In the previous lab we have switched from the generative approach of classifier design to the discriminative one. Particularly, we have implemented the Perceptron algorithm. In this lab, we will continue examining the discriminative domain by implementing popular Support Vector Machines (SVM) classifier.

The perceptron algorithm has despite its simplicity several drawbacks. The first drawback is that it finds just //some// separating hyperplane (decision boundary), but ideally we would like to find the //optimal// separating hyperplane (at least in some sense). Another important drawback is, that perceptron cannot deal with noisy data. 

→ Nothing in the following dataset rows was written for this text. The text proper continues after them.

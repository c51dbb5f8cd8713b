use taskdeck_shared::Session;
use web_sys::HtmlInputElement;
use yew::{
  Callback,
  Html,
  Properties,
  TargetCast,
  function_component,
  html,
  use_state
};

#[derive(Properties, PartialEq)]
pub struct TokenPromptProps {
  pub on_session: Callback<Session>
}

/// Asks for an API token when no
/// session is stored yet.
#[function_component(TokenPrompt)]
pub fn token_prompt(
  props: &TokenPromptProps
) -> Html {
  let token = use_state(String::new);

  let on_input = {
    let token = token.clone();
    Callback::from(
      move |e: yew::InputEvent| {
        let input: HtmlInputElement =
          e.target_unchecked_into();
        token.set(input.value());
      }
    )
  };

  let on_submit = {
    let token = token.clone();
    let on_session =
      props.on_session.clone();
    Callback::from(
      move |e: yew::SubmitEvent| {
        e.prevent_default();
        let session =
          Session::new((*token).clone());
        if session.is_active() {
          on_session.emit(session);
        }
      }
    )
  };

  html! {
      <form class="panel token-prompt" onsubmit={on_submit}>
          <h2>{ "Sign in" }</h2>
          <p class="muted">{ "Paste the access token issued by the task API." }</p>
          <input
              type="password"
              placeholder="Access token"
              value={(*token).clone()}
              oninput={on_input}
          />
          <button class="btn primary" type="submit">{ "Continue" }</button>
      </form>
  }
}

The SVM are designed to handle both of these drawbacks. Given an annotated training data set
$$
\mathcal{T} = \{ (\mathbf{x}_i, y_i)\}_{i = 1}^{m} \quad,\ \text{where} \ \mathbf{x}_i \in \mathbb{R}^n,\ y_i \in \{-1, 1\}
$$ 
the SVM **primary task** is formulated as
$$ 
 \mathbf{w^*}, b^*, \xi_i^* = \arg\min_{\mathbf{w}, b, \xi_i} \left( \frac{1}{2} \| \mathbf{w} \|^2 + C \sum_{i=1}^{m}{\xi_i} \right)
$$
subject to

\begin{align}
 \langle\mathbf{w}, \mathbf{x}_i\rangle + b & \ge +1 - \xi_i, \quad y_i = +1, \\
 \langle\mathbf{w}, \mathbf{x}_i\rangle + b & \le -1 + \xi_i, \quad y_i = -1, \\
 \xi_i & \ge 0,\ \forall i.
\end{align}

Here, and in the following text, $\langle\mathbf{a}, \mathbf{b}\rangle$ denotes dot product $\mathbf{a}^\top \mathbf{b}$. As we can see, the SVM is posed purely as an optimization task. 

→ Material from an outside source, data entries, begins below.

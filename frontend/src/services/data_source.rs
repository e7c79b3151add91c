use std::cell::RefCell;
use std::rc::Rc;

use anyhow::Result;
use chrono::{DateTime, Duration, Utc};
use shared::{CategoryCatalog, NewTransaction, Period, TransactionRecord};
use uuid::Uuid;

use crate::config::DataSourceConfig;
use crate::services::api::ApiClient;

/// External supplier of transaction records
#[derive(Clone, Debug)]
pub enum DataSource {
    Demo(Rc<RefCell<Vec<TransactionRecord>>>),
    Http(ApiClient),
}

impl PartialEq for DataSource {
    fn eq(&self, other: &Self) -> bool {
        match (self, other) {
            (DataSource::Demo(a), DataSource::Demo(b)) => Rc::ptr_eq(a, b),
            (DataSource::Http(a), DataSource::Http(b)) => a == b,
            _ => false,
        }
    }
}

impl DataSource {
    pub fn from_config(config: &DataSourceConfig) -> Self {
        match config {
            DataSourceConfig::Demo => DataSource::Demo(Rc::new(RefCell::new(demo_records(Utc::now())))),
            DataSourceConfig::Http { base_url } => {
                let client = ApiClient::with_base_url(base_url);
                log::info!(target: "data-source", "fetching records from {}", client.base_url());
                DataSource::Http(client)
            }
        }
    }

    pub async fn fetch_transactions(&self, period: Period) -> Result<Vec<TransactionRecord>> {
        match self {
            DataSource::Demo(records) => Ok(records
                .borrow()
                .iter()
                .filter(|record| period.contains(&record.timestamp_utc))
                .cloned()
                .collect()),
            DataSource::Http(client) => client.fetch_transactions(&period).await,
        }
    }

    pub async fn fetch_categories(&self) -> Result<CategoryCatalog> {
        match self {
            DataSource::Demo(_) => Ok(CategoryCatalog::builtin()),
            DataSource::Http(client) => {
                let categories = client.fetch_categories().await?;
                if categories.is_empty() {
                    Ok(CategoryCatalog::builtin())
                } else {
                    Ok(CategoryCatalog::new(categories))
                }
            }
        }
    }

    pub async fn add_transaction(&self, request: NewTransaction) -> Result<TransactionRecord> {
        match self {
            DataSource::Demo(records) => {
                let record = request.into_record(Utc::now());
                records.borrow_mut().push(record.clone());
                Ok(record)
            }
            DataSource::Http(client) => client.add_transaction(&request).await,
        }
    }
}

/// Sample records relative to `now`, unordered like a real feed
fn demo_records(now: DateTime<Utc>) -> Vec<TransactionRecord> {
    let sample = |category_id: &str, amount_cents: i64, ago: Duration, description: &str| TransactionRecord {
        id: Uuid::new_v4(),
        category_id: category_id.to_string(),
        amount_cents,
        timestamp_utc: now - ago,
        description: description.to_string(),
        label: None,
    };

    vec![
        sample("food", -1200, Duration::minutes(40), "Lunch with the team"),
        sample("bills", -20000, Duration::hours(3), "Electricity bill"),
        sample("salary", 250000, Duration::days(2), "Monthly salary"),
        sample("transport", -350, Duration::days(1), "Metro card top-up"),
        sample("food", -4580, Duration::days(1) + Duration::hours(5), "Groceries"),
        sample("shopping", -8999, Duration::days(6), "Running shoes"),
        sample("entertainment", -1500, Duration::days(9), "Cinema"),
        sample("gym", -3000, Duration::days(12), "Gym membership"),
        sample("health", -2450, Duration::days(20), "Pharmacy"),
        sample("gifts", 5000, Duration::days(25), "Birthday gift"),
        sample("bills", -6500, Duration::days(33), "Internet"),
        sample("food", -900, Duration::days(48), "Coffee beans"),
        sample("salary", 250000, Duration::days(32), "Monthly salary"),
        sample("bills", -20000, Duration::days(64), "Rent share"),
    ]
}

#[cfg(test)]
mod tests {
    use super::*;

    #[test]
    fn test_demo_records_cover_expenses_income_and_unknown_category() {
        let now = Utc::now();
        let records = demo_records(now);
        let catalog = CategoryCatalog::builtin();

        assert!(records.iter().any(TransactionRecord::is_expense));
        assert!(records.iter().any(TransactionRecord::is_income));
        assert!(records.iter().any(|r| catalog.get(&r.category_id).is_none()));
        assert!(records.iter().all(|r| r.timestamp_utc <= now));
    }

    #[test]
    fn test_demo_sources_compare_by_identity() {
        let a = DataSource::from_config(&DataSourceConfig::Demo);
        let b = DataSource::from_config(&DataSourceConfig::Demo);
        assert_eq!(a, a.clone());
        assert_ne!(a, b);
        assert_eq!(
            DataSource::from_config(&DataSourceConfig::Http { base_url: "http://x".to_string() }),
            DataSource::Http(ApiClient::with_base_url("http://x"))
        );
    }
}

The first term in the above optimisation task **maximises** so called **margin**, $2/||\mathbf{w}||$, by actually minimising $||\mathbf{w}||$. The margin is the distance between the separating hyperplane and the closest training points (intuitively, the further is the separating hyperplane from the training data, the better it generalises to unseen data). Thus the SVM are sometimes referred to as Maximum margin classifier. More detailed explanation can be found in [1, Section 3 - Linear Support Vector Machines].

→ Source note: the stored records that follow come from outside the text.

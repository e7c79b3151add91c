use gloo::history::{BrowserHistory, History};
use shared::{NavEntry, Router};
use yew::prelude::*;

use crate::routes::{route_table, Page};

#[derive(Clone, PartialEq)]
pub struct RouterState {
    /// Location as requested by the user or the browser
    pub location: String,
    /// Page of the resolved route
    pub page: Page,
    pub entries: Vec<NavEntry>,
    pub default_path: String,
}

pub struct UseRouterResult {
    pub state: RouterState,
    pub navigate: Callback<String>,
}

/// Binds the route table to the browser history.
///
/// Navigation pushes a history entry without reloading the page; back and
/// forward come in through the history listener. Both paths go through
/// `Router::navigate`, which ignores repeats of the current location.
#[hook]
pub fn use_router() -> UseRouterResult {
    let history = use_memo((), |_| BrowserHistory::new());
    let router = {
        let initial = history.location().path().to_string();
        use_mut_ref(move || Router::new(route_table(), &initial))
    };
    let location = {
        let router = router.clone();
        use_state(move || router.borrow().location().to_string())
    };

    {
        let router = router.clone();
        let history = history.clone();
        let location = location.clone();
        use_effect_with((), move |_| {
            let subscription = router
                .borrow_mut()
                .subscribe(move |path| location.set(path.to_string()));

            let history_listener = {
                let router = router.clone();
                let browser_history = (*history).clone();
                history.listen(move || {
                    let path = browser_history.location().path().to_string();
                    router.borrow_mut().navigate(&path);
                })
            };

            move || {
                drop(history_listener);
                router.borrow_mut().unsubscribe(subscription);
            }
        });
    }

    let navigate = {
        let router = router.clone();
        let history = history.clone();
        use_callback((), move |path: String, _| {
            let changed = router.borrow_mut().navigate(&path);
            if changed {
                let location = router.borrow().location().to_string();
                history.push(location);
            }
        })
    };

    let state = {
        let router = router.borrow();
        RouterState {
            location: (*location).clone(),
            page: router.table().resolve(&location).component,
            entries: NavEntry::from_table(router.table()),
            default_path: router.table().default_route().path.clone(),
        }
    };

    UseRouterResult { state, navigate }
}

The sum in the minimisation task is over so called **slack variables**, $\xi_i$. They allow some training points to be incorrectly classified (compare the separating hyperplane equation in the optimisation constraints with the one in Perceptron) by paying certain penalty controlled by the user specified constant $C$. This enables SVM to deal with noisy data (linearly non-separable due to noise).

Although intuitive, the primal task formulation is difficult to optimize. Thus, the parameters of the optimal separating hyperplane are usually sought by solving the **dual problem**.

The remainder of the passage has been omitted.